= Beginning of Section =

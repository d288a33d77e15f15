//! Synchronous child processes with captured output.

use anyhow::{Context, Result};
use std::fmt;
use std::process::{Command, Stdio};
use std::time::{Duration, Instant};

/// A program plus arguments, printable exactly as it would be typed.
#[derive(Debug, Clone, PartialEq, Eq)]
pub struct CommandLine {
    pub program: String,
    pub args: Vec<String>,
}

impl CommandLine {
    pub fn new(program: impl Into<String>) -> Self {
        Self {
            program: program.into(),
            args: Vec::new(),
        }
    }

    pub fn arg(mut self, arg: impl Into<String>) -> Self {
        self.args.push(arg.into());
        self
    }

    pub fn args<I, S>(mut self, args: I) -> Self
    where
        I: IntoIterator<Item = S>,
        S: Into<String>,
    {
        self.args.extend(args.into_iter().map(Into::into));
        self
    }
}

impl fmt::Display for CommandLine {
    fn fmt(&self, f: &mut fmt::Formatter<'_>) -> fmt::Result {
        write!(f, "{}", self.program)?;
        for arg in &self.args {
            if arg.is_empty() || arg.contains(|c: char| c.is_whitespace() || c == '"' || c == '\'') {
                write!(f, " \"{}\"", arg.replace('"', "\\\""))?;
            } else {
                write!(f, " {}", arg)?;
            }
        }
        Ok(())
    }
}

/// What a finished child process left behind.
#[derive(Debug, Clone)]
pub struct ProcessOutput {
    /// `None` when the process was killed by a signal.
    pub code: Option<i32>,
    pub stdout: String,
    pub stderr: String,
    pub elapsed: Duration,
}

impl ProcessOutput {
    pub fn success(&self) -> bool {
        self.code == Some(0)
    }
}

/// Run to completion and capture both streams.
/// Only a failure to spawn is an `Err`; a non-zero exit is reported in the output.
pub fn run(command: &CommandLine) -> Result<ProcessOutput> {
    let started = Instant::now();
    let output = Command::new(&command.program)
        .args(&command.args)
        .stdin(Stdio::null())
        .stdout(Stdio::piped())
        .stderr(Stdio::piped())
        .output()
        .with_context(|| format!("Cannot execute {}", command.program))?;

    Ok(ProcessOutput {
        code: output.status.code(),
        stdout: String::from_utf8_lossy(&output.stdout).to_string(),
        stderr: String::from_utf8_lossy(&output.stderr).to_string(),
        elapsed: started.elapsed(),
    })
}

#[cfg(test)]
mod tests {
    use super::*;

    #[test]
    fn test_display_quotes_spaces() {
        let cmd = CommandLine::new("rsync")
            .arg("-vrlptgz")
            .arg("/home/u/My Music")
            .arg("u@h:/srv/");
        assert_eq!(cmd.to_string(), "rsync -vrlptgz \"/home/u/My Music\" u@h:/srv/");
    }

    #[test]
    #[cfg(unix)]
    fn test_run_reports_exit_code() -> Result<()> {
        let ok = run(&CommandLine::new("sh").args(["-c", "echo hi"]))?;
        assert!(ok.success());
        assert_eq!(ok.stdout.trim(), "hi");

        let failed = run(&CommandLine::new("sh").args(["-c", "echo oops >&2; exit 3"]))?;
        assert_eq!(failed.code, Some(3));
        assert_eq!(failed.stderr.trim(), "oops");
        Ok(())
    }

    #[test]
    fn test_run_missing_program_is_err() {
        assert!(run(&CommandLine::new("rbsync-definitely-not-installed")).is_err());
    }
}
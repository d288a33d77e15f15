use crate::error::PlayerError;
use crate::player::PlayerControl;
use std::collections::{HashMap, VecDeque};
use std::fs;
use std::path::PathBuf;

/// Deterministic player double.
///
/// Playlists export successfully unless a failure has been queued for them
/// with [`ScriptedPlayer::fail_next`]. Every call is recorded so tests can
/// assert on order and counts.
#[derive(Debug, Default)]
pub struct ScriptedPlayer {
    playlists: Vec<String>,
    failures: HashMap<String, VecDeque<PlayerError>>,
    list_failure: Option<PlayerError>,
    contents: HashMap<String, String>,
    write_files: bool,
    pub exports: Vec<(String, String, bool)>,
    pub ensure_running_calls: usize,
    pub reconnect_calls: usize,
    pub quit_calls: usize,
}

impl ScriptedPlayer {
    pub fn new<I, S>(playlists: I) -> Self
    where
        I: IntoIterator<Item = S>,
        S: Into<String>,
    {
        Self {
            playlists: playlists.into_iter().map(Into::into).collect(),
            ..Self::default()
        }
    }

    /// Queue a failure for the next export of `name`.
    pub fn fail_next(mut self, name: &str, error: PlayerError) -> Self {
        self.failures
            .entry(name.to_string())
            .or_default()
            .push_back(error);
        self
    }

    /// Make `list_playlists` fail.
    pub fn fail_listing(mut self, error: PlayerError) -> Self {
        self.list_failure = Some(error);
        self
    }

    /// On success, write `body` to the `file://` destination like the real player.
    pub fn with_contents(mut self, name: &str, body: &str) -> Self {
        self.write_files = true;
        self.contents.insert(name.to_string(), body.to_string());
        self
    }

    /// Names that reached `export_playlist`, in call order.
    pub fn exported_names(&self) -> Vec<&str> {
        self.exports.iter().map(|(n, _, _)| n.as_str()).collect()
    }
}

impl PlayerControl for ScriptedPlayer {
    fn list_playlists(&mut self) -> Result<Vec<String>, PlayerError> {
        match &self.list_failure {
            Some(err) => Err(err.clone()),
            None => Ok(self.playlists.clone()),
        }
    }

    fn export_playlist(
        &mut self,
        name: &str,
        destination_uri: &str,
        as_m3u: bool,
    ) -> Result<(), PlayerError> {
        self.exports
            .push((name.to_string(), destination_uri.to_string(), as_m3u));

        if let Some(err) = self.failures.get_mut(name).and_then(VecDeque::pop_front) {
            return Err(err);
        }

        if self.write_files {
            if let Some(path) = destination_uri.strip_prefix("file://") {
                let body = self.contents.get(name).map(String::as_str).unwrap_or("#EXTM3U\n");
                fs::write(PathBuf::from(path), body)
                    .map_err(|e| PlayerError::Unavailable(e.to_string()))?;
            }
        }
        Ok(())
    }

    fn reconnect(&mut self) -> Result<(), PlayerError> {
        self.reconnect_calls += 1;
        Ok(())
    }

    fn ensure_running(&mut self) {
        self.ensure_running_calls += 1;
    }

    fn request_quit(&mut self) {
        self.quit_calls += 1;
    }
}
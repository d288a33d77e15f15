//! Streaming rewrite of `rhythmdb.xml` and `playlists.xml`.
//!
//! Only the text of `location` elements is touched. Everything else,
//! including whitespace, attributes and the declaration, is copied through
//! event by event.

use crate::rewrite::RewriteStats;
use crate::translate::PathTranslator;
use anyhow::{Context, Result};
use quick_xml::escape::partial_escape;
use quick_xml::events::{BytesText, Event};
use quick_xml::{Reader, Writer};
use std::fs;
use std::path::Path;
use tracing::debug;

const LOCATION: &[u8] = b"location";
const FILE_SCHEME: &str = "file://";

/// Which Rhythmbox document is being rewritten.
#[derive(Debug, Clone, Copy, PartialEq, Eq)]
pub enum DocumentKind {
    /// `rhythmdb.xml`: `<entry><location>` direct children.
    Database,
    /// `playlists.xml`: any `<location>` nested below a `<playlist>`.
    Playlists,
}

impl DocumentKind {
    fn is_location(&self, stack: &[Vec<u8>]) -> bool {
        let Some((last, parents)) = stack.split_last() else {
            return false;
        };
        if last.as_slice() != LOCATION {
            return false;
        }
        match self {
            Self::Database => parents.last().is_some_and(|p| p.as_slice() == b"entry"),
            Self::Playlists => parents.iter().any(|p| p.as_slice() == b"playlist"),
        }
    }
}

/// Rewrite every `file://` location in `xml`.
pub fn rewrite_document(
    xml: &str,
    kind: DocumentKind,
    translator: &PathTranslator,
) -> Result<(String, RewriteStats)> {
    let mut reader = Reader::from_str(xml);
    let mut writer = Writer::new(Vec::with_capacity(xml.len()));
    let mut stack: Vec<Vec<u8>> = Vec::new();
    let mut stats = RewriteStats::default();

    loop {
        let event = reader
            .read_event()
            .with_context(|| format!("Malformed XML at byte {}", reader.buffer_position()))?;
        match event {
            Event::Start(start) => {
                stack.push(start.name().as_ref().to_vec());
                writer.write_event(Event::Start(start))?;
            }
            Event::End(end) => {
                stack.pop();
                writer.write_event(Event::End(end))?;
            }
            Event::Text(text) if kind.is_location(&stack) => {
                let value = text.unescape()?;
                if !value.starts_with(FILE_SCHEME) {
                    stats.passed_through += 1;
                    writer.write_event(Event::Text(text))?;
                    continue;
                }
                let result = translator.translate(&value);
                stats.record(&result);
                if result.is_rewritten() {
                    let escaped = partial_escape(result.value()).into_owned();
                    writer.write_event(Event::Text(BytesText::from_escaped(escaped)))?;
                } else {
                    writer.write_event(Event::Text(text))?;
                }
            }
            Event::Eof => break,
            other => writer.write_event(other)?,
        }
    }

    let out = String::from_utf8(writer.into_inner()).context("Rewritten XML is not UTF-8")?;
    Ok((out, stats))
}

/// Read `src`, rewrite it, and write the result to `dst`.
pub fn rewrite_document_file(
    src: &Path,
    dst: &Path,
    kind: DocumentKind,
    translator: &PathTranslator,
) -> Result<RewriteStats> {
    debug!("[Rewrite] Processing {} to update file paths", src.display());
    let xml = fs::read_to_string(src)
        .with_context(|| format!("Cannot read {}", src.display()))?;
    let (out, stats) = rewrite_document(&xml, kind, translator)
        .with_context(|| format!("Cannot rewrite {}", src.display()))?;
    fs::write(dst, out).with_context(|| format!("Cannot write {}", dst.display()))?;
    Ok(stats)
}
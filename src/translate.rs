//! Path translation from local base paths to the remote media prefix.
//!
//! Matching is plain substring containment: a candidate base is found
//! anywhere in the text, not only at path-segment boundaries, and only the
//! first occurrence is replaced. Callers rely on that simple substitution,
//! so `/home/u/Music` also matches inside `/srv/home/u/Musicals/...`.

use crate::error::ConfigError;

/// Ordered local prefixes that are all synced to the same remote prefix.
#[derive(Debug, Clone, PartialEq, Eq)]
pub struct BasePathSet {
    bases: Vec<String>,
}

impl BasePathSet {
    /// Build the set, stripping trailing separators. Duplicates keep their
    /// first position.
    pub fn new<I, S>(bases: I) -> Result<Self, ConfigError>
    where
        I: IntoIterator<Item = S>,
        S: AsRef<str>,
    {
        let mut out: Vec<String> = Vec::new();
        for base in bases {
            let raw = base.as_ref();
            let trimmed = raw.trim_end_matches('/');
            if trimmed.is_empty() {
                return Err(ConfigError::EmptyBasePath(raw.to_string()));
            }
            if !out.iter().any(|b| b == trimmed) {
                out.push(trimmed.to_string());
            }
        }
        if out.is_empty() {
            return Err(ConfigError::NoMediaDirs);
        }
        Ok(Self { bases: out })
    }

    pub fn iter(&self) -> impl Iterator<Item = &str> {
        self.bases.iter().map(String::as_str)
    }

    pub fn len(&self) -> usize {
        self.bases.len()
    }

    pub fn is_empty(&self) -> bool {
        self.bases.is_empty()
    }
}

/// Outcome of translating one path-bearing value.
#[derive(Debug, Clone, PartialEq, Eq)]
pub enum RewriteResult {
    Rewritten { original: String, translated: String },
    Unmatched { original: String },
}

impl RewriteResult {
    /// The value to write back: the translation, or the original untouched.
    pub fn value(&self) -> &str {
        match self {
            Self::Rewritten { translated, .. } => translated,
            Self::Unmatched { original } => original,
        }
    }

    pub fn into_value(self) -> String {
        match self {
            Self::Rewritten { translated, .. } => translated,
            Self::Unmatched { original } => original,
        }
    }

    pub fn is_rewritten(&self) -> bool {
        matches!(self, Self::Rewritten { .. })
    }
}

/// Rewrites local base paths to a single remote base.
#[derive(Debug, Clone)]
pub struct PathTranslator {
    bases: BasePathSet,
    remote_base: String,
}

impl PathTranslator {
    pub fn new(bases: BasePathSet, remote_base: impl Into<String>) -> Self {
        let remote_base = remote_base.into();
        let remote_base = match remote_base.trim_end_matches('/') {
            "" => remote_base,
            trimmed => trimmed.to_string(),
        };
        Self { bases, remote_base }
    }

    pub fn bases(&self) -> &BasePathSet {
        &self.bases
    }

    pub fn remote_base(&self) -> &str {
        &self.remote_base
    }

    /// Replace the first occurrence of the first candidate (in declared
    /// order) that appears in `text`.
    pub fn translate(&self, text: &str) -> RewriteResult {
        match self.bases.iter().find(|base| text.contains(base)) {
            Some(base) => RewriteResult::Rewritten {
                original: text.to_string(),
                translated: text.replacen(base, &self.remote_base, 1),
            },
            None => RewriteResult::Unmatched {
                original: text.to_string(),
            },
        }
    }
}
//! Shared helpers for integration tests.

#![allow(dead_code)]

use rbsync::config::{Config, MirrorBackend};
use rbsync::sync::MirrorReport;
use rbsync::{Mirror, MirrorError, MirrorJob, Settings};
use std::path::{Path, PathBuf};
use std::time::Duration;

/// Helper: get absolute path to a test fixture file.
pub fn fixture_path(name: &str) -> PathBuf {
    PathBuf::from(env!("CARGO_MANIFEST_DIR"))
        .join("tests")
        .join("fixtures")
        .join(name)
}

/// Settings rooted in `root`, local backend, no waits, real execution.
pub fn settings(root: &Path, media_dirs: Vec<PathBuf>) -> Settings {
    let mut config = Config::default();
    config.local.media_dirs = media_dirs;
    config.local.library_dir = Some(root.join("library"));
    config.local.cover_art_dir = Some(root.join("covers"));
    config.local.workspace = root.join("workspace");
    config.remote.backend = MirrorBackend::Local;
    config.remote.media_dir = Some("/srv/media".into());
    config.remote.playlists_dir = Some("/srv/playlists".into());
    config.remote.library_dir = Some("/srv/rhythmbox".into());
    config.remote.cover_art_dir = Some("/srv/covers".into());
    config.export.startup_wait_secs = 0;
    config.export.shutdown_wait_secs = 0;
    config.phases.dry_run = false;

    Settings::from_config(&config).expect("valid test config")
}

/// Mirror double that records jobs and fails the ones whose label starts
/// with a configured prefix.
#[derive(Default)]
pub struct RecordingMirror {
    pub executed: Vec<MirrorJob>,
    pub fail_prefix: Option<String>,
}

impl RecordingMirror {
    pub fn failing(prefix: &str) -> Self {
        Self {
            fail_prefix: Some(prefix.to_string()),
            ..Self::default()
        }
    }

    pub fn executed_labels(&self) -> Vec<&str> {
        self.executed.iter().map(|j| j.label.as_str()).collect()
    }
}

impl Mirror for RecordingMirror {
    fn name(&self) -> &'static str {
        "recording"
    }

    fn describe(&self, job: &MirrorJob) -> Result<String, MirrorError> {
        job.ensure_sources()?;
        Ok(format!("mirror {:?} -> {}", job.source, job.destination))
    }

    fn mirror(&mut self, job: &MirrorJob) -> Result<MirrorReport, MirrorError> {
        self.executed.push(job.clone());
        if let Some(prefix) = &self.fail_prefix {
            if job.label.starts_with(prefix.as_str()) {
                return Err(MirrorError::ExitStatus {
                    command: job.label.clone(),
                    code: Some(23),
                });
            }
        }
        Ok(MirrorReport {
            elapsed: Duration::ZERO,
            files_copied: None,
            files_deleted: None,
        })
    }
}
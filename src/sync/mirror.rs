//! Mirror trait - Abstraction for the "copy this tree to the remote" step.

use crate::error::MirrorError;
use std::path::PathBuf;
use std::time::Duration;

/// What to send.
#[derive(Debug, Clone, PartialEq, Eq)]
pub enum MirrorSource {
    /// The directory itself: `<dir>` ends up at `<destination>/<dir name>`.
    Directory(PathBuf),
    /// Only the directory's contents, placed directly in `<destination>`.
    Contents(PathBuf),
    /// Individual files placed directly in `<destination>`.
    Files(Vec<PathBuf>),
}

/// Permission bits forced on the remote side.
#[derive(Debug, Clone, Copy, PartialEq, Eq)]
pub struct ChmodPolicy {
    pub dir_mode: u32,
    pub file_mode: u32,
}

impl ChmodPolicy {
    /// rwxr-xr-x directories, rw-r--r-- files.
    pub fn media() -> Self {
        Self {
            dir_mode: 0o755,
            file_mode: 0o644,
        }
    }
}

#[derive(Debug, Clone, PartialEq, Eq)]
pub struct MirrorJob {
    /// Short name used in logs ("database", "cover art", ...).
    pub label: String,
    pub source: MirrorSource,
    /// Path on the remote machine.
    pub destination: String,
    pub chmod: Option<ChmodPolicy>,
}

impl MirrorJob {
    pub fn new(label: impl Into<String>, source: MirrorSource, destination: impl Into<String>) -> Self {
        Self {
            label: label.into(),
            source,
            destination: destination.into(),
            chmod: None,
        }
    }

    pub fn with_chmod(mut self, chmod: ChmodPolicy) -> Self {
        self.chmod = Some(chmod);
        self
    }

    /// An empty file list has nothing to mirror.
    pub fn ensure_sources(&self) -> Result<(), MirrorError> {
        match &self.source {
            MirrorSource::Files(files) if files.is_empty() => {
                Err(MirrorError::NoSources(self.label.clone()))
            }
            _ => Ok(()),
        }
    }
}

/// Result of a finished mirror invocation.
#[derive(Debug, Clone, PartialEq, Eq)]
pub struct MirrorReport {
    pub elapsed: Duration,
    /// Files written, when the backend can tell.
    pub files_copied: Option<usize>,
    /// Remote entries removed because they no longer exist locally.
    pub files_deleted: Option<usize>,
}

/// Trait for all mirror backends.
///
/// A mirror makes the destination match the source, deleting destination
/// entries that are no longer present, so repeated runs converge.
pub trait Mirror {
    /// Backend name (rsync, local)
    fn name(&self) -> &'static str;

    /// The exact command (or equivalent) `mirror` would perform.
    fn describe(&self, job: &MirrorJob) -> Result<String, MirrorError>;

    /// Perform the job, blocking until it finishes.
    fn mirror(&mut self, job: &MirrorJob) -> Result<MirrorReport, MirrorError>;
}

= End of Section =

**Directions**.
Among the lines in the material above, some may hold "VecDeque". State how many do, and add nothing.

**Solution to the exercise**.
3